The roles of dynamical and chemical processes in determining the stratospheric concentration of ozone in one‐dimensional and two‐dimensional models

Abstract

The local concentration of stratospheric ozone in any region of the stratosphere is set by a balance among photochemical production and transport into the region versus local photochemical removal and export out of the region. In a given region of the atmosphere, however, different terms (or processes) may dominate, resulting in various modes of balance. Such modes include balances between chemical production and chemical removal (the photochemical equilibrium state), chemical production and export, import and chemical removal, or strict balance between the transport terms. In this study, we analyze the results from a two‐dimensional model to determine the principal modes of balance for different regions of the stratosphere. The analysis showed that except near the poles, ozone is in photochemical equilibrium above 35 km. In the lower stratosphere, equatorward of 50°, concentration of ozone is neither photochemically controlled nor transport controlled, but is set by a balance between transport and chemical processes. The low abundance of O₃ in the tropics is a result of the balance between photochemical production and transport out of the region.

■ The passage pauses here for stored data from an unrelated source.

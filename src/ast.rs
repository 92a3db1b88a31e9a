use std::fmt;
use std::rc::Rc;

use crate::value::Value;

#[derive(Debug, Clone, Copy, PartialEq, Eq)]
pub enum BinaryOp {
    Add,
    Sub,
    Mul,
    Div,
    Mod,
    Eq,
    NotEq,
    Greater,
    Less,
    GreaterEq,
    LessEq,
    And,
    Or,
}

impl BinaryOp {
    pub fn symbol(self) -> &'static str {
        match self {
            BinaryOp::Add => "+",
            BinaryOp::Sub => "-",
            BinaryOp::Mul => "*",
            BinaryOp::Div => "/",
            BinaryOp::Mod => "Mod",
            BinaryOp::Eq => "==",
            BinaryOp::NotEq => "!=",
            BinaryOp::Greater => ">",
            BinaryOp::Less => "<",
            BinaryOp::GreaterEq => ">=",
            BinaryOp::LessEq => "<=",
            BinaryOp::And => "And",
            BinaryOp::Or => "Or",
        }
    }
}

#[derive(Debug, Clone, Copy, PartialEq, Eq)]
pub enum UnaryOp {
    Neg,
    Not,
}

/// Declared type of a variable or parameter. `Auto` marks an untyped
/// parameter whose type is adopted from the argument at call time.
#[derive(Debug, Clone, Copy, PartialEq, Eq)]
pub enum DataType {
    Integer,
    Real,
    String,
    Auto,
}

impl fmt::Display for DataType {
    fn fmt(&self, f: &mut fmt::Formatter<'_>) -> fmt::Result {
        match self {
            DataType::Integer => write!(f, "Integer"),
            DataType::Real => write!(f, "Real"),
            DataType::String => write!(f, "String"),
            DataType::Auto => write!(f, "Auto"),
        }
    }
}

#[derive(Debug, Clone, PartialEq)]
pub struct Param {
    pub name: Rc<str>,
    pub data_type: DataType,
    pub is_reference: bool,
    pub is_array: bool,
}

/// One name in a `Declare`/`Constant` list, with optional array size and
/// initializer.
#[derive(Debug, Clone, PartialEq)]
pub struct Declarator {
    pub name: Rc<str>,
    pub size: Option<Expr>,
    pub initializer: Option<Expr>,
}

#[derive(Debug, Clone, PartialEq)]
pub enum DisplayItem {
    Expr(Expr),
    Tap,
}

#[derive(Debug, Clone, PartialEq)]
pub struct Expr {
    pub kind: ExprKind,
    pub line: usize,
}

#[derive(Debug, Clone, PartialEq)]
pub enum ExprKind {
    Literal(Value),
    Identifier(Rc<str>),
    ArrayLiteral(Vec<Expr>),
    ArrayAccess {
        array: Box<Expr>,
        index: Box<Expr>,
    },
    Grouping(Box<Expr>),
    Unary {
        op: UnaryOp,
        right: Box<Expr>,
    },
    Binary {
        left: Box<Expr>,
        op: BinaryOp,
        right: Box<Expr>,
    },
    Call {
        callee: Rc<str>,
        args: Vec<Expr>,
    },
}

#[derive(Debug, Clone, PartialEq)]
pub struct Stmt {
    pub kind: StmtKind,
    pub line: usize,
}

#[derive(Debug, Clone, PartialEq)]
pub enum StmtKind {
    Declaration {
        data_type: DataType,
        is_constant: bool,
        declarators: Vec<Declarator>,
    },
    Assignment {
        target: Expr,
        value: Expr,
    },
    Display {
        items: Vec<DisplayItem>,
    },
    Input {
        name: Rc<str>,
    },
    If {
        condition: Expr,
        then_branch: Vec<Stmt>,
        else_branch: Option<Vec<Stmt>>,
    },
    While {
        condition: Expr,
        body: Vec<Stmt>,
    },
    DoWhile {
        body: Vec<Stmt>,
        condition: Expr,
    },
    DoUntil {
        body: Vec<Stmt>,
        condition: Expr,
    },
    For {
        counter: Rc<str>,
        start: Expr,
        end: Expr,
        body: Vec<Stmt>,
    },
    Module {
        name: Rc<str>,
        params: Vec<Param>,
        body: Vec<Stmt>,
    },
    Function {
        name: Rc<str>,
        return_type: DataType,
        params: Vec<Param>,
        body: Vec<Stmt>,
    },
    Call {
        name: Rc<str>,
        args: Vec<Expr>,
    },
    Return(Expr),
}

/// Source-mirroring rendering, used for flowchart node labels.
impl fmt::Display for Expr {
    fn fmt(&self, f: &mut fmt::Formatter<'_>) -> fmt::Result {
        match &self.kind {
            ExprKind::Literal(value) => match value {
                Value::String(s) => write!(f, "\"{}\"", s),
                other => write!(f, "{}", crate::value::value_to_string(other)),
            },
            ExprKind::Identifier(name) => write!(f, "{}", name),
            ExprKind::ArrayLiteral(elements) => {
                let rendered: Vec<String> = elements.iter().map(|e| e.to_string()).collect();
                write!(f, "{}", rendered.join(", "))
            }
            ExprKind::ArrayAccess { array, index } => write!(f, "{}[{}]", array, index),
            ExprKind::Grouping(inner) => write!(f, "({})", inner),
            ExprKind::Unary { op, right } => match op {
                UnaryOp::Neg => write!(f, "-{}", right),
                UnaryOp::Not => write!(f, "Not {}", right),
            },
            ExprKind::Binary { left, op, right } => {
                write!(f, "{} {} {}", left, op.symbol(), right)
            }
            ExprKind::Call { callee, args } => {
                let rendered: Vec<String> = args.iter().map(|a| a.to_string()).collect();
                write!(f, "{}({})", callee, rendered.join(", "))
            }
        }
    }
}
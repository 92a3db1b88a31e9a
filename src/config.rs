use crate::cli::{Args, ColorChoice};

pub struct AppConfig {
    pub color_enabled: bool,
    pub compact: bool,
    pub verbose: bool,
}

impl AppConfig {
    pub fn from_args(args: &Args) -> Self {
        let color_enabled = match args.color {
            ColorChoice::Always => true,
            ColorChoice::Never => false,
            ColorChoice::Auto => atty::is(atty::Stream::Stderr) && atty::is(atty::Stream::Stdout),
        };

        AppConfig {
            color_enabled,
            compact: args.compact,
            verbose: args.verbose,
        }
    }
}
pub mod ast;
pub mod cli;
pub mod config;
pub mod convert;
pub mod diagnostic;
pub mod flowchart;
pub mod format;
pub mod interpreter;
pub mod lexer;
pub mod token;
pub mod value;

// Re-export commonly used types for convenience
pub use ast::{Expr, ExprKind, Stmt, StmtKind};
pub use flowchart::{generate_flowchart, Flowchart};
pub use format::format_source;
pub use interpreter::{
    debug, interpret, parse_program, DebugSession, Host, InterpreterError, StdioHost, Step,
};
pub use token::{Token, TokenKind};
pub use value::Value;
//! Statement-granular stepping. The machine unrolls compound statements onto
//! an explicit frame stack so that every executed statement of the entry body
//! is announced exactly once, while called subroutine bodies run atomically
//! inside the recursive walker ("step over").

use indexmap::IndexMap;
use std::rc::Rc;

use super::control_flow::ControlFlow;
use super::error::InterpreterError;
use super::evaluator::Interpreter;
use super::host::Host;
use crate::ast::{DataType, Expr, Stmt, StmtKind};
use crate::value::Value;

/// One debugger pause: the line about to execute and the flattened variable
/// scope at that point.
#[derive(Debug, Clone)]
pub struct Step {
    pub line: usize,
    pub scope: IndexMap<String, Value>,
}

enum Frame {
    Seq {
        stmts: Rc<Vec<Stmt>>,
        index: usize,
    },
    PopScope,
    While {
        condition: Expr,
        body: Rc<Vec<Stmt>>,
    },
    DoLoop {
        condition: Expr,
        body: Rc<Vec<Stmt>>,
        until: bool,
        ran_body: bool,
    },
    For {
        counter: Rc<str>,
        end: f64,
        body: Rc<Vec<Stmt>>,
        iterating: bool,
        line: usize,
    },
    EnterMain,
}

enum Decision {
    Step(Stmt),
    Pop,
    PopScope,
    RunBody(Rc<Vec<Stmt>>),
    WhileTest {
        condition: Expr,
        body: Rc<Vec<Stmt>>,
    },
    DoTest {
        condition: Expr,
        until: bool,
    },
    ForTest {
        counter: Rc<str>,
        end: f64,
        body: Rc<Vec<Stmt>>,
        line: usize,
    },
    ForIncrement {
        counter: Rc<str>,
        line: usize,
    },
    EnterMain,
}

pub struct Machine<'h> {
    interp: Interpreter<'h>,
    frames: Vec<Frame>,
    pending: Option<Stmt>,
}

impl<'h> Machine<'h> {
    pub fn new(program: Vec<Stmt>, host: &'h mut dyn Host) -> Result<Self, InterpreterError> {
        let interp = Interpreter::new(&program, host)?;
        let mut frames = Vec::new();

        if interp.has_modules() {
            let first_module_line = program
                .iter()
                .find(|s| matches!(s.kind, StmtKind::Module { .. }))
                .map(|s| s.line)
                .unwrap_or(1);
            let main = interp.main_module().ok_or_else(|| {
                InterpreterError::semantic(
                    "A module named 'main' is required",
                    first_module_line,
                )
            })?;
            if !main.params.is_empty() {
                return Err(InterpreterError::semantic(
                    "'main' takes no arguments",
                    main.line,
                ));
            }

            // Globals first, then main; other stray statements do not run.
            let globals: Vec<Stmt> = program
                .iter()
                .filter(|s| matches!(s.kind, StmtKind::Declaration { .. }))
                .cloned()
                .collect();
            frames.push(Frame::EnterMain);
            frames.push(Frame::Seq {
                stmts: Rc::new(globals),
                index: 0,
            });
        } else {
            let stmts: Vec<Stmt> = program
                .iter()
                .filter(|s| !matches!(s.kind, StmtKind::Function { .. }))
                .cloned()
                .collect();
            frames.push(Frame::Seq {
                stmts: Rc::new(stmts),
                index: 0,
            });
        }

        Ok(Self {
            interp,
            frames,
            pending: None,
        })
    }

    pub fn snapshot(&self) -> IndexMap<String, Value> {
        self.interp.env.serialize()
    }

    /// Run the statement announced by the previous call, then announce the
    /// next one. `None` means the program has finished.
    pub fn advance(&mut self) -> Result<Option<usize>, InterpreterError> {
        if self.interp.should_stop() {
            return Err(InterpreterError::Stopped);
        }

        if let Some(stmt) = self.pending.take() {
            if !self.dispatch(&stmt)? {
                // A Return unwound the entry body; the program is over.
                self.frames.clear();
                return Ok(None);
            }
        }

        loop {
            // Loop frames with empty bodies spin here without reaching a
            // statement boundary, so the stop flag is polled per round.
            if self.interp.should_stop() {
                return Err(InterpreterError::Stopped);
            }

            let decision = match self.frames.last_mut() {
                None => return Ok(None),
                Some(Frame::Seq { stmts, index }) => {
                    if *index < stmts.len() {
                        let stmt = stmts[*index].clone();
                        *index += 1;
                        Decision::Step(stmt)
                    } else {
                        Decision::Pop
                    }
                }
                Some(Frame::PopScope) => Decision::PopScope,
                Some(Frame::While { condition, body }) => Decision::WhileTest {
                    condition: condition.clone(),
                    body: Rc::clone(body),
                },
                Some(Frame::DoLoop {
                    condition,
                    body,
                    until,
                    ran_body,
                }) => {
                    if *ran_body {
                        Decision::DoTest {
                            condition: condition.clone(),
                            until: *until,
                        }
                    } else {
                        *ran_body = true;
                        Decision::RunBody(Rc::clone(body))
                    }
                }
                Some(Frame::For {
                    counter,
                    end,
                    body,
                    iterating,
                    line,
                }) => {
                    if *iterating {
                        *iterating = false;
                        Decision::ForIncrement {
                            counter: Rc::clone(counter),
                            line: *line,
                        }
                    } else {
                        Decision::ForTest {
                            counter: Rc::clone(counter),
                            end: *end,
                            body: Rc::clone(body),
                            line: *line,
                        }
                    }
                }
                Some(Frame::EnterMain) => Decision::EnterMain,
            };

            match decision {
                Decision::Step(stmt) => {
                    let line = stmt.line;
                    self.pending = Some(stmt);
                    return Ok(Some(line));
                }
                Decision::Pop => {
                    self.frames.pop();
                }
                Decision::PopScope => {
                    self.frames.pop();
                    self.interp.env.pop_scope();
                }
                Decision::RunBody(body) => self.push_body(body),
                Decision::WhileTest { condition, body } => {
                    if self.interp.evaluate(&condition)?.is_truthy() {
                        self.push_body(body);
                    } else {
                        self.frames.pop();
                    }
                }
                Decision::DoTest { condition, until } => {
                    let truthy = self.interp.evaluate(&condition)?.is_truthy();
                    let repeat = if until { !truthy } else { truthy };
                    if repeat {
                        if let Some(Frame::DoLoop { ran_body, .. }) = self.frames.last_mut() {
                            *ran_body = false;
                        }
                    } else {
                        self.frames.pop();
                    }
                }
                Decision::ForTest {
                    counter,
                    end,
                    body,
                    line,
                } => {
                    let current = self.counter_value(&counter, line)?;
                    if current <= end {
                        if let Some(Frame::For { iterating, .. }) = self.frames.last_mut() {
                            *iterating = true;
                        }
                        self.push_body(body);
                    } else {
                        self.frames.pop();
                        // The counter's own scope.
                        self.interp.env.pop_scope();
                    }
                }
                Decision::ForIncrement { counter, line } => {
                    let current = self.counter_value(&counter, line)?;
                    self.interp
                        .env
                        .assign(&counter, Value::real(current + 1.0))
                        .map_err(|_| {
                            InterpreterError::semantic(
                                format!("Cannot assign to constant '{}'", counter),
                                line,
                            )
                        })?;
                }
                Decision::EnterMain => {
                    self.frames.pop();
                    let main = self
                        .interp
                        .main_module()
                        .expect("validated when the machine was built");
                    self.interp.env = self.interp.env.call_scope();
                    self.frames.push(Frame::Seq {
                        stmts: Rc::clone(&main.body),
                        index: 0,
                    });
                }
            }
        }
    }

    fn push_body(&mut self, body: Rc<Vec<Stmt>>) {
        self.interp.env.push_scope();
        self.frames.push(Frame::PopScope);
        self.frames.push(Frame::Seq {
            stmts: body,
            index: 0,
        });
    }

    fn counter_value(&self, counter: &str, line: usize) -> Result<f64, InterpreterError> {
        match self.interp.env.get(counter) {
            Some(Value::Number(n, _)) => Ok(n),
            _ => Err(InterpreterError::type_error(
                format!("For counter '{}' must stay numeric", counter),
                line,
            )),
        }
    }

    /// Compound statements become frames; everything else executes in the
    /// recursive walker. Returns `false` when a Return ends the program.
    fn dispatch(&mut self, stmt: &Stmt) -> Result<bool, InterpreterError> {
        match &stmt.kind {
            StmtKind::If {
                condition,
                then_branch,
                else_branch,
            } => {
                let branch = if self.interp.evaluate(condition)?.is_truthy() {
                    Some(then_branch)
                } else {
                    else_branch.as_ref()
                };
                if let Some(body) = branch {
                    self.push_body(Rc::new(body.clone()));
                }
                Ok(true)
            }

            StmtKind::While { condition, body } => {
                self.frames.push(Frame::While {
                    condition: condition.clone(),
                    body: Rc::new(body.clone()),
                });
                Ok(true)
            }

            StmtKind::DoWhile { body, condition } => {
                self.frames.push(Frame::DoLoop {
                    condition: condition.clone(),
                    body: Rc::new(body.clone()),
                    until: false,
                    ran_body: false,
                });
                Ok(true)
            }

            StmtKind::DoUntil { body, condition } => {
                self.frames.push(Frame::DoLoop {
                    condition: condition.clone(),
                    body: Rc::new(body.clone()),
                    until: true,
                    ran_body: false,
                });
                Ok(true)
            }

            StmtKind::For {
                counter,
                start,
                end,
                body,
            } => {
                let start_value = match self.interp.evaluate(start)? {
                    Value::Number(n, _) => n,
                    other => {
                        return Err(InterpreterError::type_error(
                            format!("For start bound must be a number, got {}", other.type_name()),
                            start.line,
                        ));
                    }
                };
                let end_value = match self.interp.evaluate(end)? {
                    Value::Number(n, _) => n,
                    other => {
                        return Err(InterpreterError::type_error(
                            format!("For end bound must be a number, got {}", other.type_name()),
                            end.line,
                        ));
                    }
                };
                self.interp.env.push_scope();
                self.interp
                    .env
                    .define(counter, false, DataType::Real, Value::real(start_value))
                    .map_err(|_| {
                        InterpreterError::semantic(
                            format!("'{}' is already declared in this scope", counter),
                            stmt.line,
                        )
                    })?;
                self.frames.push(Frame::For {
                    counter: Rc::clone(counter),
                    end: end_value,
                    body: Rc::new(body.clone()),
                    iterating: false,
                    line: stmt.line,
                });
                Ok(true)
            }

            _ => match self.interp.execute_statement(stmt)? {
                ControlFlow::Next => Ok(true),
                ControlFlow::Return(_) => Ok(false),
            },
        }
    }
}

/// Pull-based debugger handle: each [`next_step`](DebugSession::next_step)
/// runs one statement and reports the next pause.
pub struct DebugSession<'h> {
    machine: Machine<'h>,
}

impl<'h> DebugSession<'h> {
    pub(super) fn new(machine: Machine<'h>) -> Self {
        Self { machine }
    }

    pub fn next_step(&mut self) -> Result<Option<Step>, InterpreterError> {
        match self.machine.advance()? {
            Some(line) => Ok(Some(Step {
                line,
                scope: self.machine.snapshot(),
            })),
            None => Ok(None),
        }
    }

    /// Drain the session, which continues the program to completion.
    pub fn run_to_end(&mut self) -> Result<(), InterpreterError> {
        while self.next_step()?.is_some() {}
        Ok(())
    }
}
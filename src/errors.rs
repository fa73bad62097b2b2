use axum::{
    http::StatusCode,
    response::{IntoResponse, Response},
    Json,
};
use serde_json::json;
use std::fmt;

/// Application-specific error types.
///
/// Every variant is terminal to the current job run: there is no local
/// recovery or retry, and rows committed before the failing step stay
/// committed.
#[derive(Debug)]
pub enum AppError {
    /// Reference table or staged-record read failure.
    DataSource(sqlx::Error),
    /// No staged record survived validation; nothing was persisted.
    ValidationEmpty,
    /// External search call failed.
    Search(String),
    /// A verified-client or link write failed.
    Persistence(sqlx::Error),
    /// Bad request error (invalid trigger payload).
    BadRequest(String),
}

impl fmt::Display for AppError {
    fn fmt(&self, f: &mut fmt::Formatter<'_>) -> fmt::Result {
        match self {
            AppError::DataSource(e) => write!(f, "Data source error: {}", e),
            AppError::ValidationEmpty => write!(f, "No valid clients found"),
            AppError::Search(msg) => write!(f, "Search error: {}", msg),
            AppError::Persistence(e) => write!(f, "Persistence error: {}", e),
            AppError::BadRequest(msg) => write!(f, "Bad request: {}", msg),
        }
    }
}

impl std::error::Error for AppError {}

impl IntoResponse for AppError {
    /// Converts the error into an HTTP response.
    ///
    /// Maps each error variant to an appropriate HTTP status code and JSON body.
    /// Per-record detail (validation drops, per-step progress) lives in the
    /// logs, not in the response.
    fn into_response(self) -> Response {
        let (status, error_message) = match &self {
            AppError::DataSource(e) => {
                tracing::error!("Data source error: {:?}", e);
                (
                    StatusCode::INTERNAL_SERVER_ERROR,
                    "Data source error".to_string(),
                )
            }
            AppError::ValidationEmpty => (
                StatusCode::UNPROCESSABLE_ENTITY,
                "No valid clients found".to_string(),
            ),
            AppError::Search(msg) => {
                tracing::error!("External search error: {}", msg);
                (
                    StatusCode::BAD_GATEWAY,
                    "External search error".to_string(),
                )
            }
            AppError::Persistence(e) => {
                tracing::error!("Persistence error: {:?}", e);
                (
                    StatusCode::INTERNAL_SERVER_ERROR,
                    "Persistence error".to_string(),
                )
            }
            AppError::BadRequest(msg) => (StatusCode::BAD_REQUEST, msg.clone()),
        };

        let body = Json(json!({
            "error": error_message,
        }));

        (status, body).into_response()
    }
}

// sqlx errors are mapped explicitly at call sites: a read failure is
// DataSource, a write failure is Persistence. No blanket From impl.

impl From<reqwest::Error> for AppError {
    fn from(err: reqwest::Error) -> Self {
        AppError::Search(err.to_string())
    }
}
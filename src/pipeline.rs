//! Job processing pipeline: reference loading, phone-code validation,
//! threshold classification with search enrichment, and persistence.
//!
//! One job per invocation, processed sequentially and fail-fast. The first
//! error aborts the run; writes committed by earlier iterations are not
//! rolled back (the storage layer offers no cross-call transaction).

use crate::errors::AppError;
use crate::models::{CallingCodeMap, ClientRecord, JobReport};
use crate::search::SearchProvider;
use crate::storage::JobStore;
use bigdecimal::BigDecimal;

/// Credit-amount cutoff separating low- and high-value processing paths,
/// in the same (currency-agnostic) unit as `credit_amount`.
pub fn credit_threshold() -> BigDecimal {
    BigDecimal::from(2_000_000)
}

/// Whether a client takes the high-value (search enrichment) path.
/// The comparison is strict: a credit amount exactly at the threshold is
/// low-value.
pub fn is_high_value(client: &ClientRecord) -> bool {
    client.credit_amount > credit_threshold()
}

/// Filters staged records to those whose phone number exactly matches their
/// country's calling code.
///
/// A stable filter: survivors keep their input order. Records with an
/// unknown country or a mismatched number are dropped and logged, never
/// returned as errors.
pub fn validate_clients(clients: Vec<ClientRecord>, codes: &CallingCodeMap) -> Vec<ClientRecord> {
    let mut valid_clients = Vec::new();

    for client in clients {
        match codes.get(&client.country) {
            None => {
                tracing::warn!("No matching phone code for country {}", client.country);
            }
            Some(code) if client.phone_number == *code => {
                valid_clients.push(client);
            }
            Some(code) => {
                tracing::warn!(
                    "Phone number {} does not match country code {} for client {}",
                    client.phone_number,
                    code,
                    client.name
                );
            }
        }
    }

    tracing::info!("Number of valid clients: {}", valid_clients.len());
    valid_clients
}

/// Runs the full pipeline for one job id.
///
/// Steps, in order:
/// 1. Load the calling-code reference (fatal on read failure).
/// 2. Fetch staged records for the job id (fatal on read failure).
/// 3. Validate; an empty survivor set fails the job with `ValidationEmpty`
///    before anything is written.
/// 4. For each validated client in order: classify by credit threshold,
///    search-enrich high-value clients, persist the client, persist its
///    links. The first `Search` or `Persistence` error aborts the loop.
///
/// Success is reported only if every validated client completed all of its
/// writes. Re-running the same job id repeats all work and duplicates
/// output rows; idempotency is the caller's problem.
pub async fn run_job<S, P>(store: &S, search: &P, job_id: &str) -> Result<JobReport, AppError>
where
    S: JobStore,
    P: SearchProvider,
{
    tracing::info!("Processing job {}", job_id);

    let codes = store.load_calling_codes().await?;
    let staged = store.fetch_staged(job_id).await?;
    let staged_count = staged.len();
    tracing::info!("Fetched {} staged records for job {}", staged_count, job_id);

    let valid_clients = validate_clients(staged, &codes);
    if valid_clients.is_empty() {
        tracing::warn!("No valid clients found for job {}", job_id);
        return Err(AppError::ValidationEmpty);
    }

    let validated = valid_clients.len();
    let mut enriched = 0;
    let mut links_saved = 0;

    for client in &valid_clients {
        if is_high_value(client) {
            tracing::info!("Processing client {} with high credit amount", client.name);

            // Search first: a collaborator failure must abort before this
            // client writes anything.
            let items = search.search(&client.company, &client.country).await?;
            let urls: Vec<String> = items.into_iter().map(|item| item.link).collect();

            let client_id = store.save_client(job_id, client).await?;
            store.save_links(client_id, &client.name, &urls).await?;

            enriched += 1;
            links_saved += urls.len();
        } else {
            tracing::info!("Processing client {} with low credit amount", client.name);
            store.save_client(job_id, client).await?;
        }
    }

    tracing::info!("Job {} processed successfully", job_id);
    Ok(JobReport {
        job_id: job_id.to_string(),
        staged: staged_count,
        validated,
        enriched,
        links_saved,
    })
}
mod config;
mod db;
mod errors;
mod handlers;
mod models;
mod pipeline;
mod search;
mod storage;

use axum::{
    routing::{get, post},
    Router,
};
use tower::ServiceBuilder;
use tower_http::{cors::CorsLayer, limit::RequestBodyLimitLayer, trace::TraceLayer};
use tracing_subscriber::{layer::SubscriberExt, util::SubscriberInitExt};

use crate::config::Config;
use crate::db::Database;
use crate::search::SearchService;

/// Main entry point for the application.
///
/// Initializes logging, configuration, the database pool and the search
/// client, then serves the job-processing API.
#[tokio::main]
async fn main() -> anyhow::Result<()> {
    // Initialize tracing
    tracing_subscriber::registry()
        .with(
            tracing_subscriber::EnvFilter::try_from_default_env()
                .unwrap_or_else(|_| "rust_jobs_api=debug,tower_http=debug".into()),
        )
        .with(tracing_subscriber::fmt::layer())
        .init();

    // Load configuration
    let config = Config::from_env()?;

    // Initialize database connection pool
    let db = Database::new(&config.database_url).await?;
    tracing::info!("Database connection pool established");

    // Initialize external search client
    let search = SearchService::new(&config);
    tracing::info!("Search client initialized: {}", config.search_base_url);

    // Build application state
    let app_state = std::sync::Arc::new(handlers::AppState {
        db: db.pool.clone(),
        config: config.clone(),
        search,
    });

    let api_routes = Router::new()
        .route("/api/v1/jobs/process", post(handlers::process_job))
        .layer(
            // Request size limit: 1MB max payload (the trigger body is a single job id)
            ServiceBuilder::new().layer(RequestBodyLimitLayer::new(1024 * 1024)),
        );

    // Health check bypasses the body limit
    let app = Router::new()
        .route("/health", get(handlers::health))
        .merge(api_routes)
        .with_state(app_state)
        .layer(TraceLayer::new_for_http())
        .layer(CorsLayer::permissive());

    // Start server
    let addr = format!("0.0.0.0:{}", config.port);
    let listener = tokio::net::TcpListener::bind(&addr).await?;
    tracing::info!("Server listening on {}", addr);

    axum::serve(listener, app).await?;

    Ok(())
}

The seasonal behavior at high latitudes, as evident from the springtime maxima, results from a balance between photochemical removal and transport into the region. It is this “mixed” mode of balance that distinguishes two‐dimensional models from the one‐dimensional models in which the bulk of the O₃ content is chemically controlled. The budget analysis has implications for assessing the response of ozone in two‐dimensional models to changes in the photochemical environment. This response is contrasted with that of one‐dimensional models to highlight the limitation of one‐dimensional model studies.